• What you have to do: Wherever the word "PostAction" appears in a line of the data, that line should be copied.

--- --- ---

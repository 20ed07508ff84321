//! Represents an object (blob) stored in a container.

use crate::errors::{SwiftError, SwiftResult};
use crate::models::container::Container;
use crate::models::metadata::Metadata;
use bytes::Bytes;
use chrono::{DateTime, Utc};
use http::{HeaderMap, HeaderName, HeaderValue, header};
use std::path::{Path, PathBuf};
use std::sync::Arc;
use tokio::fs;

/// Content type given to pseudo-directory entries.
pub const DIRECTORY_CONTENT_TYPE: &str = "application/directory";

/// Plain headers never sent with an update: the payload description, plus
/// what the server reports about a response rather than the object.
const NON_UPDATABLE_HEADERS: [&str; 10] = [
    "etag",
    "content-length",
    "content-type",
    "accept-ranges",
    "connection",
    "date",
    "transfer-encoding",
    "x-openstack-request-id",
    "x-timestamp",
    "x-trans-id",
];

/// A single object within a container.
///
/// The object keeps a shared handle to the container it was created for; it
/// never manages that container's lifetime. The name may contain `/`, and a
/// name ending in `/` is a pseudo-directory marker rather than real content.
#[derive(Clone, Debug)]
pub struct Object {
    container: Arc<Container>,
    name: String,
    body: Option<Bytes>,
    headers: HeaderMap,
    metadata: Metadata,
    local_file: Option<PathBuf>,
}

impl Object {
    pub fn new(container: Arc<Container>, name: impl Into<String>) -> Self {
        Self {
            container,
            name: name.into(),
            body: None,
            headers: HeaderMap::new(),
            metadata: Metadata::object(),
            local_file: None,
        }
    }

    /// Build an object from response headers and an optional body.
    pub fn from_response(
        container: Arc<Container>,
        name: impl Into<String>,
        headers: &HeaderMap,
        body: Option<Bytes>,
    ) -> Self {
        let mut object = Self::new(container, name);
        object.set_headers(headers);
        object.body = body;
        object
    }

    pub fn container(&self) -> &Arc<Container> {
        &self.container
    }

    pub fn name(&self) -> &str {
        &self.name
    }

    /// Last path segment of the name, with `suffix` stripped when it ends
    /// the segment (and is not the whole segment).
    pub fn basename(&self, suffix: Option<&str>) -> &str {
        let trimmed = self.name.trim_end_matches('/');
        let base = trimmed.rsplit('/').next().unwrap_or(trimmed);
        match suffix {
            Some(suffix) if base.len() > suffix.len() => base.strip_suffix(suffix).unwrap_or(base),
            _ => base,
        }
    }

    pub fn extension(&self) -> Option<&str> {
        Path::new(&self.name).extension().and_then(|ext| ext.to_str())
    }

    /// `{container}/{name}`, relative to the storage endpoint.
    pub fn path(&self) -> String {
        format!("{}/{}", self.container.name(), self.name)
    }

    pub fn is_pseudo_dir(&self) -> bool {
        self.name.ends_with('/')
    }

    pub fn set_body(&mut self, body: impl Into<Bytes>) {
        self.body = Some(body.into());
    }

    pub fn body(&self) -> Option<&Bytes> {
        self.body.as_ref()
    }

    /// Route headers into metadata (prefixed names) or the plain header bag.
    pub fn set_headers(&mut self, headers: &HeaderMap) {
        for name in headers.keys() {
            if self.metadata.is_prefixed_key(name.as_str()) {
                let values = headers.get_all(name).iter().filter_map(|v| v.to_str().ok());
                self.metadata.set_first(name.as_str(), values);
            } else {
                self.headers.remove(name);
                for value in headers.get_all(name) {
                    self.headers.append(name.clone(), value.clone());
                }
            }
        }
    }

    /// First value of a plain (non-metadata) header.
    pub fn header(&self, name: &str) -> Option<&str> {
        self.headers.get(name).and_then(|v| v.to_str().ok())
    }

    pub fn header_bag(&self) -> &HeaderMap {
        &self.headers
    }

    pub fn metadata(&self) -> &Metadata {
        &self.metadata
    }

    pub fn metadata_mut(&mut self) -> &mut Metadata {
        &mut self.metadata
    }

    pub fn set_content_type(&mut self, content_type: &str) -> SwiftResult<()> {
        self.set_plain_header(header::CONTENT_TYPE, content_type)
    }

    pub fn content_type(&self) -> Option<&str> {
        self.header(header::CONTENT_TYPE.as_str())
    }

    pub fn set_content_length(&mut self, bytes: u64) {
        self.headers
            .insert(header::CONTENT_LENGTH, HeaderValue::from(bytes));
    }

    /// Content length, when present and numeric.
    pub fn content_length(&self) -> Option<u64> {
        self.header(header::CONTENT_LENGTH.as_str())
            .and_then(|v| v.trim().parse().ok())
    }

    pub fn set_etag(&mut self, etag: &str) -> SwiftResult<()> {
        self.set_plain_header(header::ETAG, etag)
    }

    pub fn etag(&self) -> Option<&str> {
        self.header(header::ETAG.as_str())
    }

    pub fn set_last_modified(&mut self, last_modified: DateTime<Utc>) -> SwiftResult<()> {
        self.set_plain_header(header::LAST_MODIFIED, &last_modified.to_rfc2822())
    }

    pub fn last_modified(&self) -> Option<DateTime<Utc>> {
        self.header(header::LAST_MODIFIED.as_str())
            .and_then(|v| DateTime::parse_from_rfc2822(v).ok())
            .map(|date| date.with_timezone(&Utc))
    }

    /// Stage a local file as this object's content.
    ///
    /// Reads the file into the body and records its content type (guessed
    /// from the extension), length and MD5 ETag.
    pub async fn set_local_file(&mut self, path: impl AsRef<Path>) -> SwiftResult<()> {
        let path = path.as_ref();
        let data = fs::read(path).await?;

        let content_type = mime_guess::from_path(path).first_or_octet_stream();
        let etag = format!("{:x}", md5::compute(&data));

        self.set_content_type(content_type.essence_str())?;
        self.set_content_length(data.len() as u64);
        self.set_etag(&etag)?;
        self.body = Some(Bytes::from(data));
        self.local_file = Some(path.to_path_buf());
        Ok(())
    }

    pub fn local_file(&self) -> Option<&Path> {
        self.local_file.as_deref()
    }

    /// Plain headers merged with the metadata headers.
    pub fn headers(&self) -> SwiftResult<HeaderMap> {
        let mut merged = self.headers.clone();
        merged.extend(self.metadata.header_map()?);
        Ok(merged)
    }

    /// Headers for a metadata-only update: metadata plus every plain header
    /// the server accepts back.
    pub fn update_headers(&self) -> SwiftResult<HeaderMap> {
        let mut headers = self.metadata.header_map()?;
        for (name, value) in self.headers.iter() {
            if !NON_UPDATABLE_HEADERS.contains(&name.as_str()) {
                headers.append(name.clone(), value.clone());
            }
        }
        Ok(headers)
    }

    /// Headers for a content upload: the update headers plus the content
    /// type and ETag of the staged body. The transport sets the length.
    pub fn upload_headers(&self) -> SwiftResult<HeaderMap> {
        let mut headers = self.update_headers()?;
        for name in [header::CONTENT_TYPE, header::ETAG] {
            if let Some(value) = self.headers.get(&name) {
                headers.insert(name, value.clone());
            }
        }
        Ok(headers)
    }

    fn set_plain_header(&mut self, name: HeaderName, value: &str) -> SwiftResult<()> {
        let value = HeaderValue::from_str(value)
            .map_err(|_| SwiftError::InvalidHeader(format!("{}: {}", name, value)))?;
        self.headers.insert(name, value);
        Ok(())
    }
}

/// Objects are equal when their content hashes are.
impl PartialEq for Object {
    fn eq(&self, other: &Self) -> bool {
        self.etag() == other.etag()
    }
}
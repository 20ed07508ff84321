//! Accepted response statuses per driver operation.
//!
//! Every operation declares the statuses it understands and what each one
//! means; anything else is an `UnexpectedStatus` error carrying the accepted
//! set. The tables are plain data so they can be enumerated.

use crate::errors::{SwiftError, SwiftResult};
use http::StatusCode;

#[derive(Debug)]
pub struct StatusTable<T: 'static> {
    operation: &'static str,
    entries: &'static [(StatusCode, T)],
}

impl<T: Copy + 'static> StatusTable<T> {
    pub const fn new(operation: &'static str, entries: &'static [(StatusCode, T)]) -> Self {
        Self { operation, entries }
    }

    pub fn operation(&self) -> &'static str {
        self.operation
    }

    pub fn entries(&self) -> &'static [(StatusCode, T)] {
        self.entries
    }

    pub fn accepted(&self) -> Vec<u16> {
        self.entries.iter().map(|(status, _)| status.as_u16()).collect()
    }

    /// Outcome mapped to `status`, or an error listing the accepted codes.
    pub fn resolve(&self, status: StatusCode) -> SwiftResult<T> {
        self.entries
            .iter()
            .find(|(candidate, _)| *candidate == status)
            .map(|(_, outcome)| *outcome)
            .ok_or_else(|| {
                SwiftError::unexpected_status(
                    self.operation,
                    status,
                    self.entries.iter().map(|(s, _)| *s),
                )
            })
    }
}

/// Result of a HEAD lookup.
#[derive(Clone, Copy, Debug, PartialEq, Eq)]
pub enum Lookup {
    Found,
    Missing,
}

/// Result of a container listing GET.
#[derive(Clone, Copy, Debug, PartialEq, Eq)]
pub enum Listing {
    Entries,
    Empty,
}

/// Result of one DELETE within a batch.
#[derive(Clone, Copy, Debug, PartialEq, Eq)]
pub enum Removal {
    Removed,
    AlreadyGone,
}

/// Follow-up to run once a request succeeded.
#[derive(Clone, Copy, Debug, PartialEq, Eq)]
pub enum PostAction {
    /// The response carries nothing useful; read the destination back.
    FetchDestination,
}

pub const CONTAINER_EXISTS: StatusTable<bool> = StatusTable::new(
    "container_exists",
    &[(StatusCode::NO_CONTENT, true), (StatusCode::NOT_FOUND, false)],
);

pub const CREATE_CONTAINER: StatusTable<bool> = StatusTable::new(
    "create_container",
    &[(StatusCode::CREATED, true), (StatusCode::ACCEPTED, true)],
);

pub const GET_CONTAINER: StatusTable<Lookup> = StatusTable::new(
    "get_container",
    &[
        (StatusCode::NO_CONTENT, Lookup::Found),
        (StatusCode::NOT_FOUND, Lookup::Missing),
    ],
);

pub const UPDATE_CONTAINER: StatusTable<bool> =
    StatusTable::new("update_container", &[(StatusCode::NO_CONTENT, true)]);

pub const DELETE_CONTAINER: StatusTable<bool> = StatusTable::new(
    "delete_container",
    &[(StatusCode::NO_CONTENT, true), (StatusCode::NOT_FOUND, true)],
);

pub const LIST_OBJECTS: StatusTable<Listing> = StatusTable::new(
    "get_objects",
    &[
        (StatusCode::OK, Listing::Entries),
        (StatusCode::NO_CONTENT, Listing::Empty),
        (StatusCode::NOT_FOUND, Listing::Empty),
    ],
);

/// Per-entry HEAD issued while listing.
pub const LIST_OBJECT_HEAD: StatusTable<Lookup> = StatusTable::new(
    "get_objects",
    &[
        (StatusCode::OK, Lookup::Found),
        (StatusCode::NO_CONTENT, Lookup::Found),
    ],
);

pub const OBJECT_EXISTS: StatusTable<bool> = StatusTable::new(
    "object_exists",
    &[(StatusCode::NO_CONTENT, true), (StatusCode::NOT_FOUND, false)],
);

pub const GET_OBJECT: StatusTable<Lookup> = StatusTable::new(
    "get_object",
    &[
        (StatusCode::NO_CONTENT, Lookup::Found),
        (StatusCode::NOT_FOUND, Lookup::Missing),
    ],
);

pub const GET_OBJECT_CONTENT: StatusTable<()> =
    StatusTable::new("get_object_content", &[(StatusCode::OK, ())]);

pub const UPDATE_OBJECT: StatusTable<bool> =
    StatusTable::new("update_object", &[(StatusCode::CREATED, true)]);

pub const UPDATE_OBJECT_METADATA: StatusTable<bool> =
    StatusTable::new("update_object_metadata", &[(StatusCode::ACCEPTED, true)]);

pub const DELETE_OBJECT: StatusTable<bool> = StatusTable::new(
    "delete_object",
    &[(StatusCode::NO_CONTENT, true), (StatusCode::NOT_FOUND, true)],
);

/// Per-entry DELETE issued by a batch removal.
pub const DELETE_OBJECTS_ENTRY: StatusTable<Removal> = StatusTable::new(
    "delete_objects",
    &[
        (StatusCode::NO_CONTENT, Removal::Removed),
        (StatusCode::NOT_FOUND, Removal::AlreadyGone),
    ],
);

pub const COPY_OBJECT: StatusTable<PostAction> = StatusTable::new(
    "copy_object",
    &[(StatusCode::CREATED, PostAction::FetchDestination)],
);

--- --- ---

• Task response:
pub enum PostAction {
pub const COPY_OBJECT: StatusTable<PostAction> = StatusTable::new(
    &[(StatusCode::CREATED, PostAction::FetchDestination)],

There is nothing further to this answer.